- _TASK STATEMENT_
Please copy the entries below word for word.

____

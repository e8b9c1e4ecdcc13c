//! Collector configuration loaded from TOML.
//!
//! Every section is optional; missing fields fall back to defaults.
//!
//! ```toml
//! [search]
//! base_url = "https://serpapi.com"
//! location = "Russia"
//!
//! [collect]
//! max_keywords = 15
//! request_delay_ms = [1000, 3000]
//!
//! [exclusions]
//! extra = ["moneyman.ru"]
//!
//! [paths]
//! data_dir = "/srv/serp-collector"
//! ```

use std::fmt;
use std::path::{Path, PathBuf};

use serde::{Deserialize, Serialize};
use serp_pipeline::{CollectConfig, ExclusionList, SearchApiConfig};

use crate::error::{CollectorError, Result};

/// Top-level configuration.
#[derive(Debug, Clone, Default, PartialEq, Serialize, Deserialize)]
#[serde(default)]
pub struct CollectorConfig {
    /// Search API connection and query parameters.
    pub search: SearchApiConfig,
    /// Keyword limit and request pacing.
    pub collect: CollectConfig,
    /// Exclusion list adjustments.
    pub exclusions: ExclusionConfig,
    /// Filesystem locations.
    pub paths: PathsConfig,
    /// Search API credentials.
    pub credentials: CredentialsConfig,
}

/// Adjustments to the built-in exclusion list.
#[derive(Debug, Clone, Default, PartialEq, Eq, Serialize, Deserialize)]
#[serde(default)]
pub struct ExclusionConfig {
    /// Additional domain fragments to exclude.
    pub extra: Vec<String>,
    /// Use only `extra`, dropping the built-in aggregator/bank list.
    pub replace_defaults: bool,
}

impl ExclusionConfig {
    /// Build the immutable list passed to the pipeline.
    pub fn build(&self) -> ExclusionList {
        if self.replace_defaults {
            ExclusionList::new(&self.extra)
        } else {
            ExclusionList::default().with_extra(&self.extra)
        }
    }
}

/// Filesystem locations. Unset paths use [`crate::paths`] defaults.
#[derive(Debug, Clone, Default, PartialEq, Eq, Serialize, Deserialize)]
#[serde(default)]
pub struct PathsConfig {
    /// Data root holding `keywords.json` and `results/`.
    pub data_dir: Option<PathBuf>,
    /// Keyword list, if not at `<data_dir>/keywords.json`.
    pub keywords_file: Option<PathBuf>,
}

/// Search API credentials.
#[derive(Clone, Default, PartialEq, Eq, Serialize, Deserialize)]
#[serde(default)]
pub struct CredentialsConfig {
    /// API key stored in the config file. The `SERPAPI_KEY` environment
    /// variable takes precedence.
    pub api_key: Option<String>,
}

impl fmt::Debug for CredentialsConfig {
    fn fmt(&self, f: &mut fmt::Formatter<'_>) -> fmt::Result {
        f.debug_struct("CredentialsConfig")
            .field("api_key", &self.api_key.as_ref().map(|_| "[REDACTED]"))
            .finish()
    }
}

impl CollectorConfig {
    /// Load configuration from a TOML file, falling back to defaults for missing fields.
    ///
    /// # Errors
    ///
    /// Returns an error if the file cannot be read or parsed.
    pub fn from_file(path: &Path) -> Result<Self> {
        let content = std::fs::read_to_string(path)?;
        toml::from_str(&content).map_err(|e| CollectorError::Config(e.to_string()))
    }

    /// Load `explicit` if given; otherwise the default config file if it
    /// exists; otherwise defaults.
    ///
    /// # Errors
    ///
    /// Returns an error if the chosen file cannot be read or parsed.
    pub fn load(explicit: Option<&Path>) -> Result<Self> {
        if let Some(path) = explicit {
            return Self::from_file(path);
        }
        let default_path = crate::paths::default_config_path();
        if default_path.is_file() {
            tracing::debug!(path = %default_path.display(), "loading config");
            Self::from_file(&default_path)
        } else {
            Ok(Self::default())
        }
    }

    /// Save configuration to a TOML file, creating parent directories as needed.
    ///
    /// # Errors
    ///
    /// Returns an error if the file cannot be written or the config cannot be serialized.
    pub fn save_to_file(&self, path: &Path) -> Result<()> {
        if let Some(parent) = path.parent() {
            std::fs::create_dir_all(parent)?;
        }
        let content =
            toml::to_string_pretty(self).map_err(|e| CollectorError::Config(e.to_string()))?;
        std::fs::write(path, content)?;
        Ok(())
    }

    /// Validate the pipeline sections.
    ///
    /// # Errors
    ///
    /// Returns the first invalid setting found.
    pub fn validate(&self) -> Result<()> {
        self.search.validate()?;
        self.collect.validate()?;
        Ok(())
    }

    /// Data root: `paths.data_dir`, else the platform default.
    pub fn data_dir(&self) -> PathBuf {
        self.paths
            .data_dir
            .clone()
            .unwrap_or_else(crate::paths::data_dir)
    }

    /// Keyword list location.
    pub fn keywords_file(&self, data_dir: &Path) -> PathBuf {
        self.paths
            .keywords_file
            .clone()
            .unwrap_or_else(|| crate::paths::keywords_path(data_dir))
    }
}
//! The batch-source capability the aggregation pipeline is generic over.

use crate::error::PipelineError;
use crate::store::BatchStore;
use crate::types::{Batch, RunMode, SourceCounters};

use super::exclusion::ExclusionList;

/// Everything a source hands to the pipeline.
#[derive(Debug, Clone, Default, PartialEq, Eq)]
pub struct SourceOutput {
    /// Filtered batches in the order they were produced.
    pub batches: Vec<Batch>,
    pub counters: SourceCounters,
}

/// Something that yields filtered batches for a pipeline run.
///
/// Implemented by [`super::collect::LiveSource`] (queries the search API
/// and persists each batch) and [`super::replay::StoredSource`] (reads
/// batches persisted by earlier runs).
pub trait BatchSource {
    /// Which entry point this source represents.
    fn mode(&self) -> RunMode;

    /// Produce every batch of the run.
    ///
    /// `exclusions` is applied per batch by sources that create batches;
    /// replayed batches were filtered when they were first written.
    ///
    /// # Errors
    ///
    /// Returns [`PipelineError`] only for failures that must abort the
    /// run. Per-keyword and per-artifact failures are logged and skipped.
    fn load_batches<St: BatchStore>(
        &mut self,
        store: &St,
        exclusions: &ExclusionList,
    ) -> impl std::future::Future<Output = Result<SourceOutput, PipelineError>>;
}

____

- _YOUR SOLUTION_
repository e8b9c1e4ecdcc13c
//! Collector configuration loaded from TOML.
//!
//! Every section is optional; missing fields fall back to defaults.
//!
//! ```toml
//! [search]
//! base_url = "https://serpapi.com"
//! location = "Russia"
//!
//! [collect]
//! max_keywords = 15
//! request_delay_ms = [1000, 3000]
//!
//! [exclusions]
//! extra = ["moneyman.ru"]
//!
//! [paths]
//! data_dir = "/srv/serp-collector"
//! ```

use std::fmt;
use std::path::{Path, PathBuf};

use serde::{Deserialize, Serialize};
use serp_pipeline::{CollectConfig, ExclusionList, SearchApiConfig};

use crate::error::{CollectorError, Result};

/// Top-level configuration.
#[derive(Debug, Clone, Default, PartialEq, Serialize, Deserialize)]
#[serde(default)]
pub struct CollectorConfig {
    /// Search API connection and query parameters.
    pub search: SearchApiConfig,
    /// Keyword limit and request pacing.
    pub collect: CollectConfig,
    /// Exclusion list adjustments.
    pub exclusions: ExclusionConfig,
    /// Filesystem locations.
    pub paths: PathsConfig,
    /// Search API credentials.
    pub credentials: CredentialsConfig,
}

/// Adjustments to the built-in exclusion list.
#[derive(Debug, Clone, Default, PartialEq, Eq, Serialize, Deserialize)]
#[serde(default)]
pub struct ExclusionConfig {
    /// Additional domain fragments to exclude.
    pub extra: Vec<String>,
    /// Use only `extra`, dropping the built-in aggregator/bank list.
    pub replace_defaults: bool,
}

impl ExclusionConfig {
    /// Build the immutable list passed to the pipeline.
    pub fn build(&self) -> ExclusionList {
        if self.replace_defaults {
            ExclusionList::new(&self.extra)
        } else {
            ExclusionList::default().with_extra(&self.extra)
        }
    }
}

/// Filesystem locations. Unset paths use [`crate::paths`] defaults.
#[derive(Debug, Clone, Default, PartialEq, Eq, Serialize, Deserialize)]
#[serde(default)]
pub struct PathsConfig {
    /// Data root holding `keywords.json` and `results/`.
    pub data_dir: Option<PathBuf>,
    /// Keyword list, if not at `<data_dir>/keywords.json`.
    pub keywords_file: Option<PathBuf>,
}

/// Search API credentials.
#[derive(Clone, Default, PartialEq, Eq, Serialize, Deserialize)]
#[serde(default)]
pub struct CredentialsConfig {
    /// API key stored in the config file. The `SERPAPI_KEY` environment
    /// variable takes precedence.
    pub api_key: Option<String>,
}

impl fmt::Debug for CredentialsConfig {
    fn fmt(&self, f: &mut fmt::Formatter<'_>) -> fmt::Result {
        f.debug_struct("CredentialsConfig")
            .field("api_key", &self.api_key.as_ref().map(|_| "[REDACTED]"))
            .finish()
    }
}

impl CollectorConfig {
    /// Load configuration from a TOML file, falling back to defaults for missing fields.
    ///
    /// # Errors
    ///
    /// Returns an error if the file cannot be read or parsed.
    pub fn from_file(path: &Path) -> Result<Self> {
        let content = std::fs::read_to_string(path)?;
        toml::from_str(&content).map_err(|e| CollectorError::Config(e.to_string()))
    }

    /// Load `explicit` if given; otherwise the default config file if it
    /// exists; otherwise defaults.
    ///
    /// # Errors
    ///
    /// Returns an error if the chosen file cannot be read or parsed.
    pub fn load(explicit: Option<&Path>) -> Result<Self> {
        if let Some(path) = explicit {
            return Self::from_file(path);
        }
        let default_path = crate::paths::default_config_path();
        if default_path.is_file() {
            tracing::debug!(path = %default_path.display(), "loading config");
            Self::from_file(&default_path)
        } else {
            Ok(Self::default())
        }
    }

    /// Save configuration to a TOML file, creating parent directories as needed.
    ///
    /// # Errors
    ///
    /// Returns an error if the file cannot be written or the config cannot be serialized.
    pub fn save_to_file(&self, path: &Path) -> Result<()> {
        if let Some(parent) = path.parent() {
            std::fs::create_dir_all(parent)?;
        }
        let content =
            toml::to_string_pretty(self).map_err(|e| CollectorError::Config(e.to_string()))?;
        std::fs::write(path, content)?;
        Ok(())
    }

    /// Validate the pipeline sections.
    ///
    /// # Errors
    ///
    /// Returns the first invalid setting found.
    pub fn validate(&self) -> Result<()> {
        self.search.validate()?;
        self.collect.validate()?;
        Ok(())
    }

    /// Data root: `paths.data_dir`, else the platform default.
    pub fn data_dir(&self) -> PathBuf {
        self.paths
            .data_dir
            .clone()
            .unwrap_or_else(crate::paths::data_dir)
    }

    /// Keyword list location.
    pub fn keywords_file(&self, data_dir: &Path) -> PathBuf {
        self.paths
            .keywords_file
            .clone()
            .unwrap_or_else(|| crate::paths::keywords_path(data_dir))
    }
}
//! The batch-source capability the aggregation pipeline is generic over.

use crate::error::PipelineError;
use crate::store::BatchStore;
use crate::types::{Batch, RunMode, SourceCounters};

use super::exclusion::ExclusionList;

/// Everything a source hands to the pipeline.
#[derive(Debug, Clone, Default, PartialEq, Eq)]
pub struct SourceOutput {
    /// Filtered batches in the order they were produced.
    pub batches: Vec<Batch>,
    pub counters: SourceCounters,
}

/// Something that yields filtered batches for a pipeline run.
///
/// Implemented by [`super::collect::LiveSource`] (queries the search API
/// and persists each batch) and [`super::replay::StoredSource`] (reads
/// batches persisted by earlier runs).
pub trait BatchSource {
    /// Which entry point this source represents.
    fn mode(&self) -> RunMode;

    /// Produce every batch of the run.
    ///
    /// `exclusions` is applied per batch by sources that create batches;
    /// replayed batches were filtered when they were first written.
    ///
    /// # Errors
    ///
    /// Returns [`PipelineError`] only for failures that must abort the
    /// run. Per-keyword and per-artifact failures are logged and skipped.
    fn load_batches<St: BatchStore>(
        &mut self,
        store: &St,
        exclusions: &ExclusionList,
    ) -> impl std::future::Future<Output = Result<SourceOutput, PipelineError>>;
}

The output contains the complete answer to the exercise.